Stored data entries
----------
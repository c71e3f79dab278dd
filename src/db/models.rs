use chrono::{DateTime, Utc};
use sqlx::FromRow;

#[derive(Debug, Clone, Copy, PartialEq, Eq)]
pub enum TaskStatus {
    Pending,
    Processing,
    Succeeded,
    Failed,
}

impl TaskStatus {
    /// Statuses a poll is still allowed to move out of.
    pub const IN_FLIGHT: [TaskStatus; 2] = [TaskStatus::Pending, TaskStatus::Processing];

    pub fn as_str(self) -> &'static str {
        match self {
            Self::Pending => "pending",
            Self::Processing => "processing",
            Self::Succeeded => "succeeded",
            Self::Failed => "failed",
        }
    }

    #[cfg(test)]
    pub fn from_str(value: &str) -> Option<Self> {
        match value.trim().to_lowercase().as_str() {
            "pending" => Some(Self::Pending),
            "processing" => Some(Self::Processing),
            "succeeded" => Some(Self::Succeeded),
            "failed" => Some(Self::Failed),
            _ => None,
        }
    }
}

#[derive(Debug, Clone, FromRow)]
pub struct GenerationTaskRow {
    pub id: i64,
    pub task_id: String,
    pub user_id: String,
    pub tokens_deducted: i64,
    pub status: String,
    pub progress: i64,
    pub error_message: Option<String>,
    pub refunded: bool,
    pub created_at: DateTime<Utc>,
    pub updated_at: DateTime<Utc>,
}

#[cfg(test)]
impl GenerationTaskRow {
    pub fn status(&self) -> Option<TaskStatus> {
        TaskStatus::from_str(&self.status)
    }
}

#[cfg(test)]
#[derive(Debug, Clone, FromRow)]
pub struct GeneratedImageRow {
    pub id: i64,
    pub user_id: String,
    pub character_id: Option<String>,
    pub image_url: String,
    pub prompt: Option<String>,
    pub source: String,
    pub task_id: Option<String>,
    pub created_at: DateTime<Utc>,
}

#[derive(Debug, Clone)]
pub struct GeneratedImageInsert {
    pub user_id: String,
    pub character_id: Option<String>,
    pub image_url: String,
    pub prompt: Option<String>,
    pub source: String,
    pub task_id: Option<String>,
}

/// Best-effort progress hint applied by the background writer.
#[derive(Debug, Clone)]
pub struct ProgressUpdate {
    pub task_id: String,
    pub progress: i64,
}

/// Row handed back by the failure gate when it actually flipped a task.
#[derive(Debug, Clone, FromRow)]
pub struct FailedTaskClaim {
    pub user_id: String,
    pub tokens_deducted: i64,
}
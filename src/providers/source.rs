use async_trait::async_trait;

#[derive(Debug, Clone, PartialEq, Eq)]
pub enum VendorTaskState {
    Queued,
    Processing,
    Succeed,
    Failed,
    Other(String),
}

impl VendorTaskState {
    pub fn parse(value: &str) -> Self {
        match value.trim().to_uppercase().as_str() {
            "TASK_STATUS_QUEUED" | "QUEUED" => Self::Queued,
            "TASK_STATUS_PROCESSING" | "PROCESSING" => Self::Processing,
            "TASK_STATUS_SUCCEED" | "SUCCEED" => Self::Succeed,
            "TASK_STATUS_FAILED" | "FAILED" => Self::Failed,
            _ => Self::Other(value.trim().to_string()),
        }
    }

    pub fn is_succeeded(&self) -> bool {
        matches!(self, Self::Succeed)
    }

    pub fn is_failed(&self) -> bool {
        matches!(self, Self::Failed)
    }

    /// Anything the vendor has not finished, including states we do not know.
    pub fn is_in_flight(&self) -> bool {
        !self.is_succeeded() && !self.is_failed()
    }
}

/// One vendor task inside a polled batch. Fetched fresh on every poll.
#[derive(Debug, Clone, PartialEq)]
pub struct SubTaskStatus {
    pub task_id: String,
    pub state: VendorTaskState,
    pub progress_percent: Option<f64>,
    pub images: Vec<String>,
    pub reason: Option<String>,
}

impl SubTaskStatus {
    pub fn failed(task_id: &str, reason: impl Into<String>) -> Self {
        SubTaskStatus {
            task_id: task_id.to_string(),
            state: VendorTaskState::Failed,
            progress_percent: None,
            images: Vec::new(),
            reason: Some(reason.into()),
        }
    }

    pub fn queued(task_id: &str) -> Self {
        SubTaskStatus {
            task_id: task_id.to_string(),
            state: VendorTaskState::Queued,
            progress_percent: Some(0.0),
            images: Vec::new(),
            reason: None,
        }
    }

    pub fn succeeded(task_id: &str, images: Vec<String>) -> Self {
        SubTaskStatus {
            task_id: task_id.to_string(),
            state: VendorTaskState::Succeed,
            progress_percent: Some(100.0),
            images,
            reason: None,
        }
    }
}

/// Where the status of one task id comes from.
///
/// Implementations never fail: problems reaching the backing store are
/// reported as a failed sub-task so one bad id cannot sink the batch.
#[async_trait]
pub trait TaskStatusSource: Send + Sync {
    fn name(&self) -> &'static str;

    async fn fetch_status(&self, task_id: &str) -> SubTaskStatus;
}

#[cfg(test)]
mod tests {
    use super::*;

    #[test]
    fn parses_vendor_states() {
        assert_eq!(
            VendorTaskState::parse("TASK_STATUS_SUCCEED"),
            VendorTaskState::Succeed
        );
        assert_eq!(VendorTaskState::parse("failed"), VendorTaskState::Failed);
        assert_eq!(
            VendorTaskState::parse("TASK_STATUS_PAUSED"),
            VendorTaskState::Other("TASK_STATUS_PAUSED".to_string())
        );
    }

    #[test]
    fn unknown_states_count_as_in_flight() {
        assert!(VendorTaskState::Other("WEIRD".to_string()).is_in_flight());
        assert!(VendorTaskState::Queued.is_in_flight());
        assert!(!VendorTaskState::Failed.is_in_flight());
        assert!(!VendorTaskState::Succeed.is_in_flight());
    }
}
----------
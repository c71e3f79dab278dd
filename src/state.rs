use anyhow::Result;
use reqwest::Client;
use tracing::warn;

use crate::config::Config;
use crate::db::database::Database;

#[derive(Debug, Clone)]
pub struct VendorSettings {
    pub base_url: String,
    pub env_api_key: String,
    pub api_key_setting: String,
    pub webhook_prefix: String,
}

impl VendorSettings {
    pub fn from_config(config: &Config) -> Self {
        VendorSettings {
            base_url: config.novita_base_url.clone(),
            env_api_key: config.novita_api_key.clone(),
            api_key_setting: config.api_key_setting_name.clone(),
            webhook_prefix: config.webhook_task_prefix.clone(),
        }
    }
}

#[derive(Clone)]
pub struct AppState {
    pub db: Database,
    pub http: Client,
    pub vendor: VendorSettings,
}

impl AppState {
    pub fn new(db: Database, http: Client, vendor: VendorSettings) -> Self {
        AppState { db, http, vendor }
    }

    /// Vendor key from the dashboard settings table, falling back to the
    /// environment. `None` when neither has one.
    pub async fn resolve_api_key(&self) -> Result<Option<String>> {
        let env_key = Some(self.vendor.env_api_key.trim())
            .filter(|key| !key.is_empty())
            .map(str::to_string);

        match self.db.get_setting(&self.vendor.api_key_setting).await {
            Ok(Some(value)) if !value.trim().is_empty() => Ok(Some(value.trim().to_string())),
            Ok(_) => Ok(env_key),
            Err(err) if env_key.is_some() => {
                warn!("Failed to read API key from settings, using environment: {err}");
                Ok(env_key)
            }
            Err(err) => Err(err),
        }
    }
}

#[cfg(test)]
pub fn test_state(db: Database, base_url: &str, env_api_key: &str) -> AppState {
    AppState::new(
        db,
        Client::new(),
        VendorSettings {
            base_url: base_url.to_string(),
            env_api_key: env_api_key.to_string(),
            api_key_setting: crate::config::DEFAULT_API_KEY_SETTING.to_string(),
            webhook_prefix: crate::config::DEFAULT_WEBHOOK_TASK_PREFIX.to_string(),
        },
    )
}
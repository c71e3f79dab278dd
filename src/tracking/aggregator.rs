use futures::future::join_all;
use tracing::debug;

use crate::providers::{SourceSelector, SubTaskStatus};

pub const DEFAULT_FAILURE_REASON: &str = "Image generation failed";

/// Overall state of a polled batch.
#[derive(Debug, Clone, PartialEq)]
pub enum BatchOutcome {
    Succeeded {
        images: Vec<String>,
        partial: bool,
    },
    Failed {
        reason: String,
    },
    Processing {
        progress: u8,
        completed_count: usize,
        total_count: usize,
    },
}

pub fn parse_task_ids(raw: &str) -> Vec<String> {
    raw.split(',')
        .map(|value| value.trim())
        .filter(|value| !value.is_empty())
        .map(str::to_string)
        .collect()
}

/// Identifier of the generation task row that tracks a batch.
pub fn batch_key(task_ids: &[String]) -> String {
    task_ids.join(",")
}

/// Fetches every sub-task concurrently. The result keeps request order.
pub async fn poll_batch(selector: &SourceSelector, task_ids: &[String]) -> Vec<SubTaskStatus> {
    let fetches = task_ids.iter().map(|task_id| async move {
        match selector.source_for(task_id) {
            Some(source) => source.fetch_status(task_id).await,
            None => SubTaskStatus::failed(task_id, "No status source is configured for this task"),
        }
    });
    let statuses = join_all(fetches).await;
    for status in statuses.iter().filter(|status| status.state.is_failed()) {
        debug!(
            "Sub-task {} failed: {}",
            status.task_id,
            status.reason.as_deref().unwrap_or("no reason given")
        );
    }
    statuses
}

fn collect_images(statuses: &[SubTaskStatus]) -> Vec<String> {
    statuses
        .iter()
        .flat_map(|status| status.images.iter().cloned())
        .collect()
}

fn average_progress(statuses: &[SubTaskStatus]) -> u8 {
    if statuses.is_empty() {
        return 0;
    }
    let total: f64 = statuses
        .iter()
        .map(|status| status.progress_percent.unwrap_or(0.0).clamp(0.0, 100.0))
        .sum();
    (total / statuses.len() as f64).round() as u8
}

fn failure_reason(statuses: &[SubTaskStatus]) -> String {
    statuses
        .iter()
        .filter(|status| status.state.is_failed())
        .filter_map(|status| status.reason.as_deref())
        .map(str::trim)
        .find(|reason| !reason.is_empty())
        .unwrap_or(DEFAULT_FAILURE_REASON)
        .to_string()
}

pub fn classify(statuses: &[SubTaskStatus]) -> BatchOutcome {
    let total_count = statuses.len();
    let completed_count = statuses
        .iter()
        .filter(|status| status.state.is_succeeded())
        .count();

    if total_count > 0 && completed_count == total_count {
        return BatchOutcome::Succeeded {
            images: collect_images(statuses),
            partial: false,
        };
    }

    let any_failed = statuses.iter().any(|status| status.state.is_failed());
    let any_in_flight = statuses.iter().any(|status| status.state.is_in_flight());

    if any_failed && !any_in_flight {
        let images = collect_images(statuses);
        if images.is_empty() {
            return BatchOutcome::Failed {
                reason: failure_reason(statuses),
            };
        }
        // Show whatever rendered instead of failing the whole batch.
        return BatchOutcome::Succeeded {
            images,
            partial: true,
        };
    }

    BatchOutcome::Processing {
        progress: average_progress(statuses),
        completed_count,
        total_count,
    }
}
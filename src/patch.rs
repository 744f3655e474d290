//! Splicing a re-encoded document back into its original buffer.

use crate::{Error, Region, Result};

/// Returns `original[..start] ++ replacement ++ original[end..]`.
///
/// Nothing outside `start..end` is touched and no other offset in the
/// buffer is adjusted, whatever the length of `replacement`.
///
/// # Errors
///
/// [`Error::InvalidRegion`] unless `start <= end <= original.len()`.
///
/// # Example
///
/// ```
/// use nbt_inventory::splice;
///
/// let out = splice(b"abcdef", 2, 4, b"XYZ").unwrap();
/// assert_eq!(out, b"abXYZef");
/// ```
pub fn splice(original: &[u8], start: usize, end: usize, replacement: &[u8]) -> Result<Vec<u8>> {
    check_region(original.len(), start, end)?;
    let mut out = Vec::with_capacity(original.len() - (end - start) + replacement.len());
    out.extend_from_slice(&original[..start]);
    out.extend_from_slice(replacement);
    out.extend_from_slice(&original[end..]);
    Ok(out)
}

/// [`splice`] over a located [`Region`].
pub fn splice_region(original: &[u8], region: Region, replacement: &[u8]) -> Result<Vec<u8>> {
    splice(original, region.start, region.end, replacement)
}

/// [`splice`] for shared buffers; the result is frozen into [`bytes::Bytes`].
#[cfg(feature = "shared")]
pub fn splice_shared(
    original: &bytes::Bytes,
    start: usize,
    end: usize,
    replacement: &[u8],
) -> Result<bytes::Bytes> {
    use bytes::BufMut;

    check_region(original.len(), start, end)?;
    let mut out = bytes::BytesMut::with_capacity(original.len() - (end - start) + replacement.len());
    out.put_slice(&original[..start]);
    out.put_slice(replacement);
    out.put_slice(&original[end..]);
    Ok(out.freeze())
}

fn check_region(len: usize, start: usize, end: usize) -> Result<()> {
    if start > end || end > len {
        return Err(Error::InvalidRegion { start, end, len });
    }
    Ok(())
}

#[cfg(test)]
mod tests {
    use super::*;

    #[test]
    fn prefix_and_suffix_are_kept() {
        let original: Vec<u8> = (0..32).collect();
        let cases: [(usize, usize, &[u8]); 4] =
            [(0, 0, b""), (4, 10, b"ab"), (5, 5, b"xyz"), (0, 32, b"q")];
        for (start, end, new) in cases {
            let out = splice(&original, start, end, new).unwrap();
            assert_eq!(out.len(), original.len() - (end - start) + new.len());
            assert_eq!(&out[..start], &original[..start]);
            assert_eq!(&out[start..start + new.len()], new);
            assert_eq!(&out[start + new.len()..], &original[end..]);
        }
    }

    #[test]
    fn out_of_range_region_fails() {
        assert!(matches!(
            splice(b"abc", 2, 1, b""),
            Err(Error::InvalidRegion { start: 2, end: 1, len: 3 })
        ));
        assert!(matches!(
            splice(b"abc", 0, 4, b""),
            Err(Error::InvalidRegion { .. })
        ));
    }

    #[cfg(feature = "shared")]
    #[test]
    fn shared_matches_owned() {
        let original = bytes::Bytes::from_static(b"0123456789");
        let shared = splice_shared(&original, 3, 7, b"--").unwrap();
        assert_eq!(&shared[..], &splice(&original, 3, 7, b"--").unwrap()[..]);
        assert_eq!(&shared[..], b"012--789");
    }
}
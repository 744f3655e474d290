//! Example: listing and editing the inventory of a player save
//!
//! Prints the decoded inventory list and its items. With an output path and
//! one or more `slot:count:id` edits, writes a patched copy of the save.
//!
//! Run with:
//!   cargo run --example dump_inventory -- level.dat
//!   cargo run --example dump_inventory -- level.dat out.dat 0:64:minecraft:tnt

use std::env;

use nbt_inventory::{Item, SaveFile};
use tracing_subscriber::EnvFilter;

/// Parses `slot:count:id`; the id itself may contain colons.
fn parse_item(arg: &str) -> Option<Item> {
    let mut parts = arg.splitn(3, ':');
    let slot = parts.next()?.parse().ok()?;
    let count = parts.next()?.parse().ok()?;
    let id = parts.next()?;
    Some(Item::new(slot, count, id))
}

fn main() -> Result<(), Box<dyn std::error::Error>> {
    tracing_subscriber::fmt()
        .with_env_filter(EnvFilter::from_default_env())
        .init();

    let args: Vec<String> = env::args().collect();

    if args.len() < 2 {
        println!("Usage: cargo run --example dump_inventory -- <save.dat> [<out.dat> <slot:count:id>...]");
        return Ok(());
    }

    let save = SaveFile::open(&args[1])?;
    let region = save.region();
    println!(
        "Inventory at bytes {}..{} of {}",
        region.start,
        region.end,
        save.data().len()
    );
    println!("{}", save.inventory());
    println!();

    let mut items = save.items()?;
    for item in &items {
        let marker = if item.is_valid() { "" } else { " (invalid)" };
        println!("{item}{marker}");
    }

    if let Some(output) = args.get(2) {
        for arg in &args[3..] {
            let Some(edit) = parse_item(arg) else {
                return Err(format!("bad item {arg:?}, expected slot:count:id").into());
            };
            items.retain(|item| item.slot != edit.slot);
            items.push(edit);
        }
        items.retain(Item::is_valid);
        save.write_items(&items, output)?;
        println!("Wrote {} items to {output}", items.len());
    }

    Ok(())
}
----------
How many lines of the entries contain the string "retain"? Answer with a number and no other words.

2